What you have to do: The data beneath this task is to be duplicated exactly, in its entirety.

(Records contained in a dataset)
# # #
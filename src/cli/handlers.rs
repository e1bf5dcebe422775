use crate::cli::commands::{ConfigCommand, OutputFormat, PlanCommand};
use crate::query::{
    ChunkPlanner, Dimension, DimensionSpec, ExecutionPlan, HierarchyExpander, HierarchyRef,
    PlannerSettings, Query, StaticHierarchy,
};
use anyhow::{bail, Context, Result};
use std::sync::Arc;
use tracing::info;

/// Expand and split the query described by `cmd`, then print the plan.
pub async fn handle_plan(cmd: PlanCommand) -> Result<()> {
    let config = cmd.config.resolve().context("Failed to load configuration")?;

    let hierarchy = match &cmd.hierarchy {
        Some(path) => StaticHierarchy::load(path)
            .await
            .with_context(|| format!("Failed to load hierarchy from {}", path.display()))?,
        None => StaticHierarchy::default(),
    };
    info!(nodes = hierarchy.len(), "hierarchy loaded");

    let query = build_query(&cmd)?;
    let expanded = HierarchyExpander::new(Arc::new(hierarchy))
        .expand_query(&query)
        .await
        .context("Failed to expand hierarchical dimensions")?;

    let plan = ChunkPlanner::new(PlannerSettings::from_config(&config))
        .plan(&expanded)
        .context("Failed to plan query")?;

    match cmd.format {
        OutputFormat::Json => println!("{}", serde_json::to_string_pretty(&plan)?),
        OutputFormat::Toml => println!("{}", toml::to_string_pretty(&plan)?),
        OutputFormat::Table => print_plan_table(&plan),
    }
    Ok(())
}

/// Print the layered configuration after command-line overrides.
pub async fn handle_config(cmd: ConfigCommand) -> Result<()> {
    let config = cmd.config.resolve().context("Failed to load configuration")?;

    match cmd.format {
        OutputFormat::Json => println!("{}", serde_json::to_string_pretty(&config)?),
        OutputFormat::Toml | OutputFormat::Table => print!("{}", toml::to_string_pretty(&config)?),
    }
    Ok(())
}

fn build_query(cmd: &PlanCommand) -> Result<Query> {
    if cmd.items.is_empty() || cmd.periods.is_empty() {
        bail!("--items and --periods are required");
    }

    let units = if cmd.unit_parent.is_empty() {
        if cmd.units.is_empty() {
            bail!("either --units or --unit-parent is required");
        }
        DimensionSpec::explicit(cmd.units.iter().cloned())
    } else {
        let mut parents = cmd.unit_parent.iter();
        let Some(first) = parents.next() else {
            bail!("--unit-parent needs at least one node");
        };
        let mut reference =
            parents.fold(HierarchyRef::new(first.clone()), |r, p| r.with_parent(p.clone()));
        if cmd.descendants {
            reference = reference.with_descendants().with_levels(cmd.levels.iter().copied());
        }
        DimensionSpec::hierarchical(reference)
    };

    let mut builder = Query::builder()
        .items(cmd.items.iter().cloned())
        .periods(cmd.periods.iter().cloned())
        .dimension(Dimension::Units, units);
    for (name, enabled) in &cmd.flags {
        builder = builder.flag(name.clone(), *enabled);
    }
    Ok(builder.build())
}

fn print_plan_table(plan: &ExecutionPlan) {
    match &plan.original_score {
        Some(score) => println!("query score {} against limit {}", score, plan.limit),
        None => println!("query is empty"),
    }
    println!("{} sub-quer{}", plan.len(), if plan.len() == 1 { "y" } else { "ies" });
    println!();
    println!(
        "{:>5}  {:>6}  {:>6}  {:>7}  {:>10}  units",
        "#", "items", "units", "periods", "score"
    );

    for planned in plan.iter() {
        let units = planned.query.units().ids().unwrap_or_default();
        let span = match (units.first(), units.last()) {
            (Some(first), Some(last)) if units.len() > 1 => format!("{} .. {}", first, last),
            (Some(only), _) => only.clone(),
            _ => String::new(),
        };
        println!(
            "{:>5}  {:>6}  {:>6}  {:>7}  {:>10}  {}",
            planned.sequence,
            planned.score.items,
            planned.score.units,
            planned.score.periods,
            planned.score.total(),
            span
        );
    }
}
# # #
Reply to the exercise:
filename src/cli/handlers.rs
repository e1bf5dcebe422775
use crate::cli::commands::{ConfigCommand, OutputFormat, PlanCommand};
use crate::query::{
    ChunkPlanner, Dimension, DimensionSpec, ExecutionPlan, HierarchyExpander, HierarchyRef,
    PlannerSettings, Query, StaticHierarchy,
};
use anyhow::{bail, Context, Result};
use std::sync::Arc;
use tracing::info;

/// Expand and split the query described by `cmd`, then print the plan.
pub async fn handle_plan(cmd: PlanCommand) -> Result<()> {
    let config = cmd.config.resolve().context("Failed to load configuration")?;

    let hierarchy = match &cmd.hierarchy {
        Some(path) => StaticHierarchy::load(path)
            .await
            .with_context(|| format!("Failed to load hierarchy from {}", path.display()))?,
        None => StaticHierarchy::default(),
    };
    info!(nodes = hierarchy.len(), "hierarchy loaded");

    let query = build_query(&cmd)?;
    let expanded = HierarchyExpander::new(Arc::new(hierarchy))
        .expand_query(&query)
        .await
        .context("Failed to expand hierarchical dimensions")?;

    let plan = ChunkPlanner::new(PlannerSettings::from_config(&config))
        .plan(&expanded)
        .context("Failed to plan query")?;

    match cmd.format {
        OutputFormat::Json => println!("{}", serde_json::to_string_pretty(&plan)?),
        OutputFormat::Toml => println!("{}", toml::to_string_pretty(&plan)?),
        OutputFormat::Table => print_plan_table(&plan),
    }
    Ok(())
}

/// Print the layered configuration after command-line overrides.
pub async fn handle_config(cmd: ConfigCommand) -> Result<()> {
    let config = cmd.config.resolve().context("Failed to load configuration")?;

    match cmd.format {
        OutputFormat::Json => println!("{}", serde_json::to_string_pretty(&config)?),
        OutputFormat::Toml | OutputFormat::Table => print!("{}", toml::to_string_pretty(&config)?),
    }
    Ok(())
}

fn build_query(cmd: &PlanCommand) -> Result<Query> {
    if cmd.items.is_empty() || cmd.periods.is_empty() {
        bail!("--items and --periods are required");
    }

    let units = if cmd.unit_parent.is_empty() {
        if cmd.units.is_empty() {
            bail!("either --units or --unit-parent is required");
        }
        DimensionSpec::explicit(cmd.units.iter().cloned())
    } else {
        let mut parents = cmd.unit_parent.iter();
        let Some(first) = parents.next() else {
            bail!("--unit-parent needs at least one node");
        };
        let mut reference =
            parents.fold(HierarchyRef::new(first.clone()), |r, p| r.with_parent(p.clone()));
        if cmd.descendants {
            reference = reference.with_descendants().with_levels(cmd.levels.iter().copied());
        }
        DimensionSpec::hierarchical(reference)
    };

    let mut builder = Query::builder()
        .items(cmd.items.iter().cloned())
        .periods(cmd.periods.iter().cloned())
        .dimension(Dimension::Units, units);
    for (name, enabled) in &cmd.flags {
        builder = builder.flag(name.clone(), *enabled);
    }
    Ok(builder.build())
}

fn print_plan_table(plan: &ExecutionPlan) {
    match &plan.original_score {
        Some(score) => println!("query score {} against limit {}", score, plan.limit),
        None => println!("query is empty"),
    }
    println!("{} sub-quer{}", plan.len(), if plan.len() == 1 { "y" } else { "ies" });
    println!();
    println!(
        "{:>5}  {:>6}  {:>6}  {:>7}  {:>10}  units",
        "#", "items", "units", "periods", "score"
    );

    for planned in plan.iter() {
        let units = planned.query.units().ids().unwrap_or_default();
        let span = match (units.first(), units.last()) {
            (Some(first), Some(last)) if units.len() > 1 => format!("{} .. {}", first, last),
            (Some(only), _) => only.clone(),
            _ => String::new(),
        };
        println!(
            "{:>5}  {:>6}  {:>6}  {:>7}  {:>10}  {}",
            planned.sequence,
            planned.score.items,
            planned.score.units,
            planned.score.periods,
            planned.score.total(),
            span
        );
    }
}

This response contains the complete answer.